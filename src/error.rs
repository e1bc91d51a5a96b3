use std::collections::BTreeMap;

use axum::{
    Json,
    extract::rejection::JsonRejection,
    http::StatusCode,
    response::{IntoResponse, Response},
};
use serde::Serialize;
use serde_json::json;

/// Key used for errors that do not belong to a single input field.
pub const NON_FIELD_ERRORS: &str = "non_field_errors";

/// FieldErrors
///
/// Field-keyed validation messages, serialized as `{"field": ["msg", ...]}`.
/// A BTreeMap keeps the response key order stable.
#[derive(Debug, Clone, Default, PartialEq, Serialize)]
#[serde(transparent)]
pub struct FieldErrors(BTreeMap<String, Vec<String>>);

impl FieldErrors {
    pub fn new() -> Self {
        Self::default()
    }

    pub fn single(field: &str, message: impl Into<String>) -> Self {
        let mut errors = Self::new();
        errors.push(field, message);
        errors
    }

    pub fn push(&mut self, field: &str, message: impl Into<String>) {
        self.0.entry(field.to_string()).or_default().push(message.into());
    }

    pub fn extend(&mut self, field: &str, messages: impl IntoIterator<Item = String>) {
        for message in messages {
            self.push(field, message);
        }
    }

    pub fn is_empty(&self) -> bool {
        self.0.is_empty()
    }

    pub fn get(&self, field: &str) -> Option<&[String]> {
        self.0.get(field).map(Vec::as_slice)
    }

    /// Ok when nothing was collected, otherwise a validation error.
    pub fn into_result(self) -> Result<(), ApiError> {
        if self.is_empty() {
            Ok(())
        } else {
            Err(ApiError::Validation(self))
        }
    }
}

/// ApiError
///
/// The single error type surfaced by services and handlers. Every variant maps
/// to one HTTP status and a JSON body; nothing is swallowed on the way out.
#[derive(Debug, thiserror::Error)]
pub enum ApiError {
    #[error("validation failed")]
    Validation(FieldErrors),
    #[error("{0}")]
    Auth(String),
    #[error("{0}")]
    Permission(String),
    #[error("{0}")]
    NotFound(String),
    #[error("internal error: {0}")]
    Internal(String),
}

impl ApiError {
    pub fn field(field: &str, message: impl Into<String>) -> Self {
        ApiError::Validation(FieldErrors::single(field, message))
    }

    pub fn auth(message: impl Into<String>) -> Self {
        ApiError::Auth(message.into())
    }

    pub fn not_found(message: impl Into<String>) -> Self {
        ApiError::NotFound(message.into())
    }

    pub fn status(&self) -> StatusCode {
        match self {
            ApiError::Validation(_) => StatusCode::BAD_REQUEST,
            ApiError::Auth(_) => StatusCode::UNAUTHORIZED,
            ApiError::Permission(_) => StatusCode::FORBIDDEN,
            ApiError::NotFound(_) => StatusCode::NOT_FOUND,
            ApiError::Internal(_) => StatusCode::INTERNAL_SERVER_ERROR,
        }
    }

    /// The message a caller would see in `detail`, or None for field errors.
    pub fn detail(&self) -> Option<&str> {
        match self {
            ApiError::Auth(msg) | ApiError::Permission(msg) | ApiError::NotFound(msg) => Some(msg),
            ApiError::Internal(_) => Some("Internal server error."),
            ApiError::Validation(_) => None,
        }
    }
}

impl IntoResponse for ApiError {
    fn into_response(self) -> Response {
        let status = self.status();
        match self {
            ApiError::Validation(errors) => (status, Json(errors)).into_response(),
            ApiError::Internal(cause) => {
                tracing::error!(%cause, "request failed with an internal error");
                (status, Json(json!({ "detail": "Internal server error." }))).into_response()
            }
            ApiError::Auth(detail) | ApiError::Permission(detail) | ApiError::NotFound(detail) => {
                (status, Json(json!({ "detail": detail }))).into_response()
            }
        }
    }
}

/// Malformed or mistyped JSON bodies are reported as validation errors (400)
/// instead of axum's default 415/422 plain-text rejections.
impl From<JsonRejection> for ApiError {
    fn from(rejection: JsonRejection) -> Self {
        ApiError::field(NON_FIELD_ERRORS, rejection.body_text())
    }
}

What is being asked – Once more, print all the records exactly.

Task result –
filename src/error.rs
repository e1bc91d51a5a96b3
use std::collections::BTreeMap;

use axum::{
    Json,
    extract::rejection::JsonRejection,
    http::StatusCode,
    response::{IntoResponse, Response},
};
use serde::Serialize;
use serde_json::json;

/// Key used for errors that do not belong to a single input field.
pub const NON_FIELD_ERRORS: &str = "non_field_errors";

/// FieldErrors
///
/// Field-keyed validation messages, serialized as `{"field": ["msg", ...]}`.
/// A BTreeMap keeps the response key order stable.
#[derive(Debug, Clone, Default, PartialEq, Serialize)]
#[serde(transparent)]
pub struct FieldErrors(BTreeMap<String, Vec<String>>);

impl FieldErrors {
    pub fn new() -> Self {
        Self::default()
    }

    pub fn single(field: &str, message: impl Into<String>) -> Self {
        let mut errors = Self::new();
        errors.push(field, message);
        errors
    }

    pub fn push(&mut self, field: &str, message: impl Into<String>) {
        self.0.entry(field.to_string()).or_default().push(message.into());
    }

    pub fn extend(&mut self, field: &str, messages: impl IntoIterator<Item = String>) {
        for message in messages {
            self.push(field, message);
        }
    }

    pub fn is_empty(&self) -> bool {
        self.0.is_empty()
    }

    pub fn get(&self, field: &str) -> Option<&[String]> {
        self.0.get(field).map(Vec::as_slice)
    }

    /// Ok when nothing was collected, otherwise a validation error.
    pub fn into_result(self) -> Result<(), ApiError> {
        if self.is_empty() {
            Ok(())
        } else {
            Err(ApiError::Validation(self))
        }
    }
}

/// ApiError
///
/// The single error type surfaced by services and handlers. Every variant maps
/// to one HTTP status and a JSON body; nothing is swallowed on the way out.
#[derive(Debug, thiserror::Error)]
pub enum ApiError {
    #[error("validation failed")]
    Validation(FieldErrors),
    #[error("{0}")]
    Auth(String),
    #[error("{0}")]
    Permission(String),
    #[error("{0}")]
    NotFound(String),
    #[error("internal error: {0}")]
    Internal(String),
}

impl ApiError {
    pub fn field(field: &str, message: impl Into<String>) -> Self {
        ApiError::Validation(FieldErrors::single(field, message))
    }

    pub fn auth(message: impl Into<String>) -> Self {
        ApiError::Auth(message.into())
    }

    pub fn not_found(message: impl Into<String>) -> Self {
        ApiError::NotFound(message.into())
    }

    pub fn status(&self) -> StatusCode {
        match self {
            ApiError::Validation(_) => StatusCode::BAD_REQUEST,
            ApiError::Auth(_) => StatusCode::UNAUTHORIZED,
            ApiError::Permission(_) => StatusCode::FORBIDDEN,
            ApiError::NotFound(_) => StatusCode::NOT_FOUND,
            ApiError::Internal(_) => StatusCode::INTERNAL_SERVER_ERROR,
        }
    }

    /// The message a caller would see in `detail`, or None for field errors.
    pub fn detail(&self) -> Option<&str> {
        match self {
            ApiError::Auth(msg) | ApiError::Permission(msg) | ApiError::NotFound(msg) => Some(msg),
            ApiError::Internal(_) => Some("Internal server error."),
            ApiError::Validation(_) => None,
        }
    }
}

impl IntoResponse for ApiError {
    fn into_response(self) -> Response {
        let status = self.status();
        match self {
            ApiError::Validation(errors) => (status, Json(errors)).into_response(),
            ApiError::Internal(cause) => {
                tracing::error!(%cause, "request failed with an internal error");
                (status, Json(json!({ "detail": "Internal server error." }))).into_response()
            }
            ApiError::Auth(detail) | ApiError::Permission(detail) | ApiError::NotFound(detail) => {
                (status, Json(json!({ "detail": detail }))).into_response()
            }
        }
    }
}

/// Malformed or mistyped JSON bodies are reported as validation errors (400)
/// instead of axum's default 415/422 plain-text rejections.
impl From<JsonRejection> for ApiError {
    fn from(rejection: JsonRejection) -> Self {
        ApiError::field(NON_FIELD_ERRORS, rejection.body_text())
    }
}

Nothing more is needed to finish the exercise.